We always want to use a suitable data-storage format when representing operators and states, even if this is not always the same format. Even if there are only two different formats, this poses a large problem for code duplication in the library; functions like add and matmul take two inputs and return one output, giving eight different type specialisations that need to be written and maintained for full coverage, or every mathematical function turns into something nightmarish like

def add(left, right, out=None):
   if isinstance(left, CSR):
      if isinstance(right, CSR):
         if out is None or isinstance(out, CSR):
            return add_csr(left, right, out)
         elif isinstance(out, Dense):
            return add_csr_csr_dense(left, right, out)
            raise TypeError
      elif isinstance(right, Dense):
         # ...
      # ...
   # ...
      raise TypeError

This is obviously completely unsustainable for even two different types, let alone more than that, and offers very little user customisation.

Instead, we want a unified, centrally controlled system where the developer simply calls add(left, right), and the correct specialisation is determined.

Why Not Just Use NumPy?

NumPy is a fantastic tool for representing numerical data, but it is limited to dense matrices, while many operators in quantum mechanics are often much more suited to a sparse representation.

For cases which are well-described by dense matrices, the data-layer type Dense is very similar to a NumPy array underneath (and in fact can be directly viewed as one using its as_ndarray() method), but is guaranteed to hold exactly two dimensions, of which one is stored contiguously. These additional internal guarantees help speed in the tightest loops, and the type can be constructed very quickly from an ndarray that is already in the correct format.

For the large number of cases where the underlying data is much sparser, we use the type, which is a form of compressed sparse row matrix very similar to SciPy’s scipy.sparse.csr_matrix. There are a few reasons for not wanting to use SciPy’s implementation:

  1. Instantiation of csr_matrix is very slow.

  2. csr_matrix can use different types as integer indices in its index arrays, but this can make it more difficult to interface with C code underneath.

  3. QuTiP has many parts where very low-level C access is required, and having to always deal with Python types means that we must often hold the GIL and pay non-trivial overhead penalties when accessing Python attributes.

  4. We need to add enough specialised routines that it’s not such a big deal if we replicate some functionality as well.

Older versions of QuTiP used to reduce these issues by using a fast_csr_matrix type which derived from csr_matrix and overrode its __init__() method to remove the slow index-checking code and ensured that only data of the correct types was stored. In C-level code, a secondary struct CSR_Matrix was defined, which led to various parts of the code have several entry points, depending on how many of the arguments had been converted to the structure representation, and there was still a lot of overhead in converting back to Python-level code at the end.

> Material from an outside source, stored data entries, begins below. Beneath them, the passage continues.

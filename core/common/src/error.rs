//! Common error types for SealBox.

use thiserror::Error;

/// Top-level error type for SealBox operations.
#[derive(Debug, Error)]
pub enum Error {
    /// The system random source failed while drawing salt or IV bytes.
    #[error("Randomness failure: {0}")]
    Randomness(String),

    /// A hex-encoded field could not be decoded.
    #[error("Decode error: {0}")]
    Decode(String),

    /// The record is structurally invalid.
    #[error("Malformed record: {0}")]
    MalformedRecord(String),

    /// The recomputed digest does not match the stored one.
    ///
    /// The wording predates the tag being documented as an unkeyed
    /// digest and is kept verbatim for compatibility.
    #[error("HMAC mismatch")]
    IntegrityMismatch,

    /// The cipher rejected the key or IV.
    #[error("Cipher initialization failed: {0}")]
    CipherInit(String),

    /// Invalid input provided to a primitive.
    #[error("Invalid input: {0}")]
    InvalidInput(String),

    /// Serialization of a record failed.
    #[error("Serialization error: {0}")]
    Serialization(String),
}

/// Result type alias using the common Error.
pub type Result<T> = std::result::Result<T, Error>;
//! Randomness provider for salts and IVs.
//!
//! Salt and IV bytes come from a [`RandomSource`] so callers and tests can
//! substitute their own generator. Production code uses [`OsRandom`].

use rand::rngs::OsRng;
use rand::RngCore;

use sealbox_common::{Error, Result};

/// A source of random bytes for salts and IVs.
pub trait RandomSource: Send + Sync {
    /// Fill `buf` completely with random bytes.
    ///
    /// # Errors
    /// - Returns `Error::Randomness` if the source cannot produce bytes
    fn fill(&self, buf: &mut [u8]) -> Result<()>;
}

/// The operating system's cryptographically secure generator.
#[derive(Debug, Clone, Copy, Default)]
pub struct OsRandom;

impl RandomSource for OsRandom {
    fn fill(&self, buf: &mut [u8]) -> Result<()> {
        OsRng
            .try_fill_bytes(buf)
            .map_err(|e| Error::Randomness(e.to_string()))
    }
}
//! Integrity tag for container contents.
//!
//! The tag is a plain SHA-256 digest of the plaintext, computed before
//! encryption and recomputed after decryption. It is NOT keyed. It catches
//! corruption and wrong-password decryption (garbage plaintext hashes
//! differently), but anyone who can compute SHA-256 can forge a matching
//! tag for chosen plaintext. The record format still labels it `HMAC`;
//! switching to a keyed MAC would change the wire format.

use sha2::{Digest as _, Sha256};
use subtle::ConstantTimeEq;

use sealbox_common::{Error, Result};

/// Digest size in bytes (SHA-256).
pub const DIGEST_SIZE: usize = 32;

/// SHA-256 digest of a plaintext.
#[derive(Debug, Clone, Copy, PartialEq, Eq)]
pub struct Digest([u8; DIGEST_SIZE]);

impl Digest {
    /// Compute the digest of `data`.
    pub fn compute(data: &[u8]) -> Self {
        Self(Sha256::digest(data).into())
    }

    /// Create from bytes.
    pub fn from_bytes(bytes: [u8; DIGEST_SIZE]) -> Self {
        Self(bytes)
    }

    /// Get the digest bytes.
    pub fn as_bytes(&self) -> &[u8; DIGEST_SIZE] {
        &self.0
    }

    /// Check that `data` hashes to this digest.
    ///
    /// Comparison is constant-time.
    ///
    /// # Errors
    /// - Returns `Error::IntegrityMismatch` if the digests differ
    pub fn verify(&self, data: &[u8]) -> Result<()> {
        let actual = Self::compute(data);
        if bool::from(actual.0.ct_eq(&self.0)) {
            Ok(())
        } else {
            Err(Error::IntegrityMismatch)
        }
    }
}
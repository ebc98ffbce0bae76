//! Encryption using AES-256 in counter mode.
//!
//! Payload layout: `[0u8; BLOCK_SIZE] || ciphertext`. The leading block is
//! a zero-filled reservation kept for wire compatibility. It is never run
//! through the keystream and carries no information; the IV alone
//! positions the keystream.

use aes::Aes256;
use ctr::cipher::{KeyIvInit, StreamCipher};

use sealbox_common::{Error, Result};

type Aes256Ctr = ctr::Ctr128BE<Aes256>;

/// AES block size in bytes, and the length of the reserved payload prefix.
pub const BLOCK_SIZE: usize = 16;

fn init(key: &[u8], iv: &[u8]) -> Result<Aes256Ctr> {
    Aes256Ctr::new_from_slices(key, iv).map_err(|e| {
        Error::CipherInit(format!(
            "key of {} bytes / IV of {} bytes rejected: {}",
            key.len(),
            iv.len(),
            e
        ))
    })
}

/// Encrypt plaintext under `key` and `iv`.
///
/// # Postconditions
/// - Output length is `BLOCK_SIZE + plaintext.len()`
/// - The first BLOCK_SIZE bytes are zero
///
/// # Errors
/// - Returns `Error::CipherInit` if the key is not 32 bytes or the IV not 16
pub fn encrypt(key: &[u8], iv: &[u8], plaintext: &[u8]) -> Result<Vec<u8>> {
    let mut cipher = init(key, iv)?;

    let mut payload = vec![0u8; BLOCK_SIZE + plaintext.len()];
    payload[BLOCK_SIZE..].copy_from_slice(plaintext);
    cipher.apply_keystream(&mut payload[BLOCK_SIZE..]);

    Ok(payload)
}

/// Decrypt a payload produced by [`encrypt`].
///
/// There is no authentication here: a wrong key or IV yields garbage of
/// the same length. Callers must check the integrity tag.
///
/// # Errors
/// - Returns `Error::MalformedRecord` if the payload is shorter than BLOCK_SIZE
/// - Returns `Error::CipherInit` if the key or IV length is invalid
pub fn decrypt(key: &[u8], iv: &[u8], payload: &[u8]) -> Result<Vec<u8>> {
    if payload.len() < BLOCK_SIZE {
        return Err(Error::MalformedRecord(format!(
            "encrypted payload is {} bytes, expected at least {}",
            payload.len(),
            BLOCK_SIZE
        )));
    }

    let mut cipher = init(key, iv)?;

    let mut plaintext = payload[BLOCK_SIZE..].to_vec();
    cipher.apply_keystream(&mut plaintext);

    Ok(plaintext)
}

The new CSR type stores data in conceptually the same manner as SciPy, but is defined purely at the Cython level. This means that it pays almost no overhead when switching between Python and C access, and code working with the types need not hold the GIL. Further, the internal storage makes similar guarantees to the Dense format about the data storage, simplifying mathematical code within QuTiP. It can also be viewed as a SciPy object when it needs to be used from within Python.

Previous versions of QuTiP also only supported the fast_csr_matrix type as the backing data store. There are many cases where this is a deeply unsuitable type: in small systems, sparse matrices require large overheads and stymie data caching, while even in large systems many operations produce outputs which are nearly 100% dense such as time-evolution operators and matrix exponentials. For optimal control applications, the majority of the time spent was just in dealing with the sparse overheads. Allowing multiple types to represent data lets us use the right tool for each job, but it does mean that further care is taken to ensure that all the mathematical parts of the library can function without needing to produce an exponential number of new mathematical functions whenever a type or new operation is added.

Further, even if we were to use NumPy and SciPy objects, we would still be faced with the problem of handling multiple dispatch. As soon as QuTiP needed to add any new functionality that was not already a function in scipy.sparse or scipy.linalg, particularly one that takes two matrices as arguments, we would have had to implement the same dispatch system anyway.